* _Problem description_
Whenever the word "success" turns up in a line of the data below, copy that line.

* _Data to use_
=== Begin Enclosure ===
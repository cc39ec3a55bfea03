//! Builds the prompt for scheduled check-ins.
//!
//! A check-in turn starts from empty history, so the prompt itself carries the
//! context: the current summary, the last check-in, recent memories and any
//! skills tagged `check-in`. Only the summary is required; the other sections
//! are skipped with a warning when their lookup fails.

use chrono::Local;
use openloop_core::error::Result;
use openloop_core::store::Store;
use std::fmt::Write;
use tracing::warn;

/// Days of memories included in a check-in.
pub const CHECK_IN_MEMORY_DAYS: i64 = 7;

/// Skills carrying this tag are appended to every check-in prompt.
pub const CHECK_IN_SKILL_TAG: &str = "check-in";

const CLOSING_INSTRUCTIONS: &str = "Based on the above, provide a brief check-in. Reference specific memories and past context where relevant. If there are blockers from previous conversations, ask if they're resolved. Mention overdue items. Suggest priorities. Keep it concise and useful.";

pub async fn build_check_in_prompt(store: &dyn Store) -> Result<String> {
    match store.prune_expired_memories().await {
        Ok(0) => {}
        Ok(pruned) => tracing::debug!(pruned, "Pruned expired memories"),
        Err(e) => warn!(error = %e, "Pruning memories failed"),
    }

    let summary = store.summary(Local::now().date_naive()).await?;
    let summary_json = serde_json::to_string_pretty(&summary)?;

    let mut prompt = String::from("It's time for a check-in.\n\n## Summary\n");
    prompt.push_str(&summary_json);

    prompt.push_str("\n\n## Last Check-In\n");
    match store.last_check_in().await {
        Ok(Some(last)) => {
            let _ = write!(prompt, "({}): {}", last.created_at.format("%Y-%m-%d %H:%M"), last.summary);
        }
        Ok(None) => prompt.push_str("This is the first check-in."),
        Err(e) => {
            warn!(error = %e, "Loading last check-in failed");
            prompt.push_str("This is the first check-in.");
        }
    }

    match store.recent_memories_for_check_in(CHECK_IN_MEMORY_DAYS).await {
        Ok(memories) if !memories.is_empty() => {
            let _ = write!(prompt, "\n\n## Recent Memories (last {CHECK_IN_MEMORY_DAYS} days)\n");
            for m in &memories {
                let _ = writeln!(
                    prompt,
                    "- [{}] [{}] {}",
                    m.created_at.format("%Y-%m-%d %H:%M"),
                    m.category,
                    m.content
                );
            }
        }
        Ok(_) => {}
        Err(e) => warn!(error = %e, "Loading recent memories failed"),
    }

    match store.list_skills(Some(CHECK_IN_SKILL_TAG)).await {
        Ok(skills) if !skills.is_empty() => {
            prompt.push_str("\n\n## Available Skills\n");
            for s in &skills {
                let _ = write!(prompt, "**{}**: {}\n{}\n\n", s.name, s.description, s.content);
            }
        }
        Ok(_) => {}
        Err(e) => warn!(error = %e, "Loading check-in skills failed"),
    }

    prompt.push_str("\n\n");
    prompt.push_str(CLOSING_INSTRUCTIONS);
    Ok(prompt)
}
=== End Enclosure ===
=== Begin Enclosure ===
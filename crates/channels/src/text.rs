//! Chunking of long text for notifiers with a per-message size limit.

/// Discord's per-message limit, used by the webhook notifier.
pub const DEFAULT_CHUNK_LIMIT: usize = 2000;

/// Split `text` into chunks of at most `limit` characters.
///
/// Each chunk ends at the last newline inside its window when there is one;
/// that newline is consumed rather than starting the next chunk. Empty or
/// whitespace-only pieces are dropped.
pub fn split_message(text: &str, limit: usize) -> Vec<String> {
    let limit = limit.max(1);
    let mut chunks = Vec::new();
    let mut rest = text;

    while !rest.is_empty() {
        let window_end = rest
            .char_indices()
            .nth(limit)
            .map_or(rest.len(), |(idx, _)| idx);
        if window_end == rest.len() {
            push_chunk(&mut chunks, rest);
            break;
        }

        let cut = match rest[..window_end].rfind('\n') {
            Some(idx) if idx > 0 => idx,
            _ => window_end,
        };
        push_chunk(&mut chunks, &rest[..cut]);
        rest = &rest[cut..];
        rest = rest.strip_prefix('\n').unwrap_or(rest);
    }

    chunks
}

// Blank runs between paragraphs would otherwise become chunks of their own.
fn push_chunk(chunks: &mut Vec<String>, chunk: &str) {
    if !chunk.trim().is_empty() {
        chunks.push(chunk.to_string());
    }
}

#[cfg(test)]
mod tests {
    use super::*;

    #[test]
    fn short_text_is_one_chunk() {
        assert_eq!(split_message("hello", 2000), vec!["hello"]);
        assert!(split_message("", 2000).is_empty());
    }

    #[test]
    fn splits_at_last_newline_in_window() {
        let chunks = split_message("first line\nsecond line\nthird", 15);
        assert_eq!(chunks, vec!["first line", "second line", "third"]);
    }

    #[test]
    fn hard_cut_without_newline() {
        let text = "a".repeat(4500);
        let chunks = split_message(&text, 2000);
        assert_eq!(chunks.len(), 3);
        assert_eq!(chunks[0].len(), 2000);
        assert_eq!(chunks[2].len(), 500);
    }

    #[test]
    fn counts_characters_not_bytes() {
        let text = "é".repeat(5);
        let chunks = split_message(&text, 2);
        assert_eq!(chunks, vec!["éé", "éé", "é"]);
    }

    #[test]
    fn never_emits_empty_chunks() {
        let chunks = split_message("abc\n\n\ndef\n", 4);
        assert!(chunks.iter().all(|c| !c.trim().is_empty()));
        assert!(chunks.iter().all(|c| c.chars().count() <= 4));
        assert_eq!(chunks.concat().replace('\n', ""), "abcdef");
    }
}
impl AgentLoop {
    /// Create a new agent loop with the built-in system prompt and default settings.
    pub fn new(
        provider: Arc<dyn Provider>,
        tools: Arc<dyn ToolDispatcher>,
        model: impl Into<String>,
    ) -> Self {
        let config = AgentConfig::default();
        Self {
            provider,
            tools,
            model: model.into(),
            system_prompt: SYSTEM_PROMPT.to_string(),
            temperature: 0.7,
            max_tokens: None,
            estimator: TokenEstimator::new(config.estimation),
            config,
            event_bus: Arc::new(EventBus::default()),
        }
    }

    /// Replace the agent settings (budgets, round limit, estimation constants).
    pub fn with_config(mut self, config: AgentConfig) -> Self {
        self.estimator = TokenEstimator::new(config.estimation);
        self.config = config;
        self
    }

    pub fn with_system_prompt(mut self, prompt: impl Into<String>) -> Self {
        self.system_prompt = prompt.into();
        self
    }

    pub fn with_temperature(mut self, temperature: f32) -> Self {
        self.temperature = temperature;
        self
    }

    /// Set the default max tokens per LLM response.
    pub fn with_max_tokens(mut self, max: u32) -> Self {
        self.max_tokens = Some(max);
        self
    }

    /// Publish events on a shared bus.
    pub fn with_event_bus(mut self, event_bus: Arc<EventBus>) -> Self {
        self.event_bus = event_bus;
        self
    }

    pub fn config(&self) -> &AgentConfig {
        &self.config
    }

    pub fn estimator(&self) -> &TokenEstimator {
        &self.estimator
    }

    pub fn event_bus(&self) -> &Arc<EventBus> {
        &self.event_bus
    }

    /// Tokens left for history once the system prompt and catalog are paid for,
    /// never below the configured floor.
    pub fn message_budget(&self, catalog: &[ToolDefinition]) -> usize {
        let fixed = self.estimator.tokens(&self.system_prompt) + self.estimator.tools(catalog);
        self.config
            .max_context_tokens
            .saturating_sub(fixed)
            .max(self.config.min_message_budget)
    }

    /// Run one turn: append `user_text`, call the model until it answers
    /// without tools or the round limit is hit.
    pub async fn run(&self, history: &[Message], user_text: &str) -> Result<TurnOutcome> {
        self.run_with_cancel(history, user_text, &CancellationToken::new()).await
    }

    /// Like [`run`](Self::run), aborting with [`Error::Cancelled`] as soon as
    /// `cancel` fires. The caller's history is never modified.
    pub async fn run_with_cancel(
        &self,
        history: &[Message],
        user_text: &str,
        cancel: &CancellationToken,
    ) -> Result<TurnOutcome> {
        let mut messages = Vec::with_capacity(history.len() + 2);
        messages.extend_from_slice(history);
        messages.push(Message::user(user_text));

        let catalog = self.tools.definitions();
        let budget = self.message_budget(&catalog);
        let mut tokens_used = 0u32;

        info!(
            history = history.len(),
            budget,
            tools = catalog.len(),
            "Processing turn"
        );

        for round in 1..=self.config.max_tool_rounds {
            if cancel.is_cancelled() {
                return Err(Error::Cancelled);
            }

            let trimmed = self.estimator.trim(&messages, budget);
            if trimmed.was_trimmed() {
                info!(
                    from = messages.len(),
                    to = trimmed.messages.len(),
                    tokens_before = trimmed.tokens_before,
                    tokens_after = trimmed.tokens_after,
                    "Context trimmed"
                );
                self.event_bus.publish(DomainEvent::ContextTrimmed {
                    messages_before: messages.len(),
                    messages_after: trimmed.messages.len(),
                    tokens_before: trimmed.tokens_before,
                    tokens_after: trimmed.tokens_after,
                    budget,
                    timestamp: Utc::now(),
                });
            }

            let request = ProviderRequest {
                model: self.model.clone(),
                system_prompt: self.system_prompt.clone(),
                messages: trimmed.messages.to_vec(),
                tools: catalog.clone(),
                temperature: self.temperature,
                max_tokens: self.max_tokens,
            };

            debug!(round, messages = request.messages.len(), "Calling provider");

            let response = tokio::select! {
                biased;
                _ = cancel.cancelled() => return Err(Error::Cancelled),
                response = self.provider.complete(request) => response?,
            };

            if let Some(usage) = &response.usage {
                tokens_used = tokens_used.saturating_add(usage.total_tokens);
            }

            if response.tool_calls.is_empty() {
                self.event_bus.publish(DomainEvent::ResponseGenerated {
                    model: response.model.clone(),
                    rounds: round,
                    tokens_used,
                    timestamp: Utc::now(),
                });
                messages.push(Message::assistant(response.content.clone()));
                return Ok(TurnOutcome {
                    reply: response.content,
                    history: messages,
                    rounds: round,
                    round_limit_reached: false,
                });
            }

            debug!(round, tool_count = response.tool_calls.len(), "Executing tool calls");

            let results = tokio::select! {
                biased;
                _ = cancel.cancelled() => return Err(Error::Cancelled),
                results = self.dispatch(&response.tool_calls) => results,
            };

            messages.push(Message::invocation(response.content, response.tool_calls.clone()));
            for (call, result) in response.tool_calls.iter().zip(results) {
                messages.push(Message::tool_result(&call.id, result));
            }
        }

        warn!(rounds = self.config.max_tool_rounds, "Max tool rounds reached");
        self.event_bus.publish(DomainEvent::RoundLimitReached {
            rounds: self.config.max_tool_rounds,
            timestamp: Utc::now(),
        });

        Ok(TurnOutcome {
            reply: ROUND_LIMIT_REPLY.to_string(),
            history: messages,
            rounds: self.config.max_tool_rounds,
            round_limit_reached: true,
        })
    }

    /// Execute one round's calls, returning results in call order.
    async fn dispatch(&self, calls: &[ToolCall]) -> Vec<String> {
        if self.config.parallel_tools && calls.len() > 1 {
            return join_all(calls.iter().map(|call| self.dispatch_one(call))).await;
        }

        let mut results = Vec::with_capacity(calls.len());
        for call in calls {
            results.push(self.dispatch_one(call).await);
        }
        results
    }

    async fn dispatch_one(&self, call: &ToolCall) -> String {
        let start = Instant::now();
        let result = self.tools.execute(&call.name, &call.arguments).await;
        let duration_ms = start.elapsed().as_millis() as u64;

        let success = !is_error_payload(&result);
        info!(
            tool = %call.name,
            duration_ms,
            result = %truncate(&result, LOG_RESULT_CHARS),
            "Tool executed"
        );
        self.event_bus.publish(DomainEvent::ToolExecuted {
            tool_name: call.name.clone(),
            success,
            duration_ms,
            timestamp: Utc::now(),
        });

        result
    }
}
=== End Enclosure ===
=== Begin Enclosure ===
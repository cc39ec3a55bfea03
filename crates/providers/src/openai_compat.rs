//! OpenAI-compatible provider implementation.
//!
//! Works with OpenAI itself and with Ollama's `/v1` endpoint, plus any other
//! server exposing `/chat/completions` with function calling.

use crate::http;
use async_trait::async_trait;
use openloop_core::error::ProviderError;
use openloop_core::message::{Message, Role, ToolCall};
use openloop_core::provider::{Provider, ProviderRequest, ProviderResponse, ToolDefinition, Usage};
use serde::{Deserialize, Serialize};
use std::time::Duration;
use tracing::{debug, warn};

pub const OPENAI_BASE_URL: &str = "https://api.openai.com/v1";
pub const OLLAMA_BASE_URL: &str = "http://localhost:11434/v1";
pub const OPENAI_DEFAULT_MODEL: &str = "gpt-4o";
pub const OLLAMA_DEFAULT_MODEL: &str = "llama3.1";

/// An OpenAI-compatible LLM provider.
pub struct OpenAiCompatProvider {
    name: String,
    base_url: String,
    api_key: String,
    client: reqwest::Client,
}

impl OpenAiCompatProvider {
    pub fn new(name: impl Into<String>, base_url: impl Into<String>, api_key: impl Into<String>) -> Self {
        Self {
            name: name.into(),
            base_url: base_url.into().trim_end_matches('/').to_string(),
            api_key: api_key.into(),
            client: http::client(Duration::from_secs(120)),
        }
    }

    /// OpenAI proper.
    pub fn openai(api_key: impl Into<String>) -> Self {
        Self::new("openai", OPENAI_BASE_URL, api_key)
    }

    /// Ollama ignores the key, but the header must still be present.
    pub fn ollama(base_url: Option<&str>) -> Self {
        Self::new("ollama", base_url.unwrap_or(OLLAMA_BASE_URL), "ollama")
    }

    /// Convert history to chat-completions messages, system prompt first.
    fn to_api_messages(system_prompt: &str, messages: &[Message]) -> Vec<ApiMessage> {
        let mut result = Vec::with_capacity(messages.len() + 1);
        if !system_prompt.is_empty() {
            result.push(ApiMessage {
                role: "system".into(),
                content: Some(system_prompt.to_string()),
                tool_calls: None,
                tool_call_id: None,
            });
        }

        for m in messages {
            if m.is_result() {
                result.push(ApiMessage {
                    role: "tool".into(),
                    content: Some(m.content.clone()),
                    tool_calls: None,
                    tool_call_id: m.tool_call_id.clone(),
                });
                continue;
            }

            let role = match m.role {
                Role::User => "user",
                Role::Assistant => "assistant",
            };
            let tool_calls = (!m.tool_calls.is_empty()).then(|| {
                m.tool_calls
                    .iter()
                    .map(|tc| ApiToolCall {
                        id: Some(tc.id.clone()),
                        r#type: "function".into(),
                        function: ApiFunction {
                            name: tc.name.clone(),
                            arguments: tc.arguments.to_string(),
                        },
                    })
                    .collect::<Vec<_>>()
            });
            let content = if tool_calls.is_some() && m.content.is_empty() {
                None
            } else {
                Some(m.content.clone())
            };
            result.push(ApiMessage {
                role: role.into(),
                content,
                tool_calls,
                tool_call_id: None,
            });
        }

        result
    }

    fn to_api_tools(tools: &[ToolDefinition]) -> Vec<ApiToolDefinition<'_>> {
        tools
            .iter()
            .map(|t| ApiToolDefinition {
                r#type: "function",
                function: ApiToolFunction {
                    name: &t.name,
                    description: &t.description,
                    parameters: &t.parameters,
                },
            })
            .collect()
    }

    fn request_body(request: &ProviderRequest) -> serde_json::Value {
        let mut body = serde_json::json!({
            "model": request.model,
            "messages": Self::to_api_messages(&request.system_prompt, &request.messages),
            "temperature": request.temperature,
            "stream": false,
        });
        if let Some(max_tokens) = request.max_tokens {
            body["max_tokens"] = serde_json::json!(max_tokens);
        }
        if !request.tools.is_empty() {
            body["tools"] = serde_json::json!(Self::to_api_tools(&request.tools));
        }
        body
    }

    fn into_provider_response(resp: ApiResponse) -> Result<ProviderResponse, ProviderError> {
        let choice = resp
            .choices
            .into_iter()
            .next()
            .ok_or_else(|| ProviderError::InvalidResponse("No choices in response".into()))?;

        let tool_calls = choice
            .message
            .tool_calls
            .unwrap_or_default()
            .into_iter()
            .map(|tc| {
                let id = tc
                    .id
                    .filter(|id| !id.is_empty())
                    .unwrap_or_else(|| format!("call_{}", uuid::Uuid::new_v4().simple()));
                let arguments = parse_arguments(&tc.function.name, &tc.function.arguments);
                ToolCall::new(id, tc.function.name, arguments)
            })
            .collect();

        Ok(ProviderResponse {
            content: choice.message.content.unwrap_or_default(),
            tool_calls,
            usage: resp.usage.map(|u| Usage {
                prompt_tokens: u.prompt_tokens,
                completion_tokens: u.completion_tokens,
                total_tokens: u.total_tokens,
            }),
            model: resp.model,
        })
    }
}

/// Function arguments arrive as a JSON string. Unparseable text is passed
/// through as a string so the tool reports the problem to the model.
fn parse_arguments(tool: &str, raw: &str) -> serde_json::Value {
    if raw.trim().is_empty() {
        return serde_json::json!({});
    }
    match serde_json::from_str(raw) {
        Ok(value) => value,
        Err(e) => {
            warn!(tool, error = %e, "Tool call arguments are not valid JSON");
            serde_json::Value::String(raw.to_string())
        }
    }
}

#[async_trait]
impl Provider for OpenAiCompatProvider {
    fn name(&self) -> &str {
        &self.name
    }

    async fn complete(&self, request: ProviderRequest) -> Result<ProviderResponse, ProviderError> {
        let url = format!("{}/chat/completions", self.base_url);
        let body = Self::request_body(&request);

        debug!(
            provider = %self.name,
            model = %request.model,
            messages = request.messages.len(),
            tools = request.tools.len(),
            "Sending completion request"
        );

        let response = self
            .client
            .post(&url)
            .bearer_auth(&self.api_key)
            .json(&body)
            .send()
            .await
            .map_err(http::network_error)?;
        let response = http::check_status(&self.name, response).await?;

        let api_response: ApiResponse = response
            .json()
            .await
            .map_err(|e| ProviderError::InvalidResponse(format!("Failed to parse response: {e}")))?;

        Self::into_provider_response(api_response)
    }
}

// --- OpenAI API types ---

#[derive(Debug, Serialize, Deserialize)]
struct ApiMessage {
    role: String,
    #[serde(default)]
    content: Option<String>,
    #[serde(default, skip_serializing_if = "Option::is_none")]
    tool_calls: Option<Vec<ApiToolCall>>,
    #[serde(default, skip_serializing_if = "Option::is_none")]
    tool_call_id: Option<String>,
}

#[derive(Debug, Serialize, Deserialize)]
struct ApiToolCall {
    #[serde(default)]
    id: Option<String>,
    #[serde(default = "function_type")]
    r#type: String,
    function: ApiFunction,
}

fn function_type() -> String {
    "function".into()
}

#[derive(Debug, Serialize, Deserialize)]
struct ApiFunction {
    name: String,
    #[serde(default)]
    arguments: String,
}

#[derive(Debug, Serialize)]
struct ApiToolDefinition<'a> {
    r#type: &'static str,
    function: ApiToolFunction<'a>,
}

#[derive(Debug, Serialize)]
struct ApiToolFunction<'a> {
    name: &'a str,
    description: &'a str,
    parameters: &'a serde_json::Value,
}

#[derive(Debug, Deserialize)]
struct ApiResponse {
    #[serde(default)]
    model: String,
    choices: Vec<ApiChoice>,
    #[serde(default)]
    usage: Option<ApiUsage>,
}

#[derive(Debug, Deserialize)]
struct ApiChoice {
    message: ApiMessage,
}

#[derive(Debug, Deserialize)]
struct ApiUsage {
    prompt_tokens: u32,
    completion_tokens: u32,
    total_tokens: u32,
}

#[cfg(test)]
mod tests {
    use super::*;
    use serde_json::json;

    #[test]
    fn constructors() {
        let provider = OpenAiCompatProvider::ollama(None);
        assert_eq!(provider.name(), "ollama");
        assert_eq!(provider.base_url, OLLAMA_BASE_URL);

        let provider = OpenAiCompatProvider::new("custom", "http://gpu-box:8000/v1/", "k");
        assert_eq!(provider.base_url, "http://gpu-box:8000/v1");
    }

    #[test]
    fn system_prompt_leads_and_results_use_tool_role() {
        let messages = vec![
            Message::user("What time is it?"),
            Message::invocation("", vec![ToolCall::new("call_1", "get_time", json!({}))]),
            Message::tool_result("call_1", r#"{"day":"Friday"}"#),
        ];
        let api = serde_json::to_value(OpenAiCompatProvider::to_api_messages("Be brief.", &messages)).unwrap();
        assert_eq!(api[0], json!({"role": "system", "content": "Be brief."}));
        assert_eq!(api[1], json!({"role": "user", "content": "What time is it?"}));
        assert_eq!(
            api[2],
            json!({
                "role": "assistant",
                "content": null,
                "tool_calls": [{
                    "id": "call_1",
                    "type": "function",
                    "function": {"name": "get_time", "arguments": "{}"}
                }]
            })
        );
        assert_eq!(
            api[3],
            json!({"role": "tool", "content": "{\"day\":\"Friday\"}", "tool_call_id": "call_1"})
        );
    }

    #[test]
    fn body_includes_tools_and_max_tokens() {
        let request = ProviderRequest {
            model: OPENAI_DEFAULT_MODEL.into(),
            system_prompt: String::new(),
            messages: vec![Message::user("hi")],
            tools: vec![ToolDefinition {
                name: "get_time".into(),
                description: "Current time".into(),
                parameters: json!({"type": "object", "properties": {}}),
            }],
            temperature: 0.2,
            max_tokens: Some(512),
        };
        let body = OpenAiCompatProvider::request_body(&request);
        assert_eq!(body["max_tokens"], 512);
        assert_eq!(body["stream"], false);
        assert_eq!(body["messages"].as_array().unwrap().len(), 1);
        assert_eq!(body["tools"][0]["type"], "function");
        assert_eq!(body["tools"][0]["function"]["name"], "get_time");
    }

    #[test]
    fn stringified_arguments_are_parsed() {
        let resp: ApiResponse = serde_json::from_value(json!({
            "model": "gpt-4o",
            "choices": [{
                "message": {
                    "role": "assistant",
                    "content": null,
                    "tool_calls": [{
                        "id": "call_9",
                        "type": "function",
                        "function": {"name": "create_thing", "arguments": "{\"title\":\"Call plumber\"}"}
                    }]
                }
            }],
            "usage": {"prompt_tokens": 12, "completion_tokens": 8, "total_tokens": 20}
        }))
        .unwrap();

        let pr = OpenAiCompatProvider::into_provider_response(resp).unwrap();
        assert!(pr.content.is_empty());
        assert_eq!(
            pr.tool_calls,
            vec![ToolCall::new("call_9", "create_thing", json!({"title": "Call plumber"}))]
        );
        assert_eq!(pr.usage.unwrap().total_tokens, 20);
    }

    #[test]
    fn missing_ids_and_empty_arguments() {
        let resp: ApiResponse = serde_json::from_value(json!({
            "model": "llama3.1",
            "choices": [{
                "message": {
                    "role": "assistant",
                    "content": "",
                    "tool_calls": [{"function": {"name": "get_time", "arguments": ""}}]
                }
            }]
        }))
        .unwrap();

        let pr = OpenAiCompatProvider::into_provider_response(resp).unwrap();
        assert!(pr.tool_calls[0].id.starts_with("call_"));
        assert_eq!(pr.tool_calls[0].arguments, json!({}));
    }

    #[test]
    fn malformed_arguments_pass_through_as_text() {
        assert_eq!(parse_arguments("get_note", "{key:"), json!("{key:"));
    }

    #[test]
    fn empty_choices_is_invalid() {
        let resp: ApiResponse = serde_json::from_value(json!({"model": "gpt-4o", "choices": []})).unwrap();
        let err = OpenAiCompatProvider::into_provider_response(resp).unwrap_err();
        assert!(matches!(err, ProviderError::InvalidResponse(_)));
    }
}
=== End Enclosure ===
* _Answer space_
        let success = !is_error_payload(&result);
            success,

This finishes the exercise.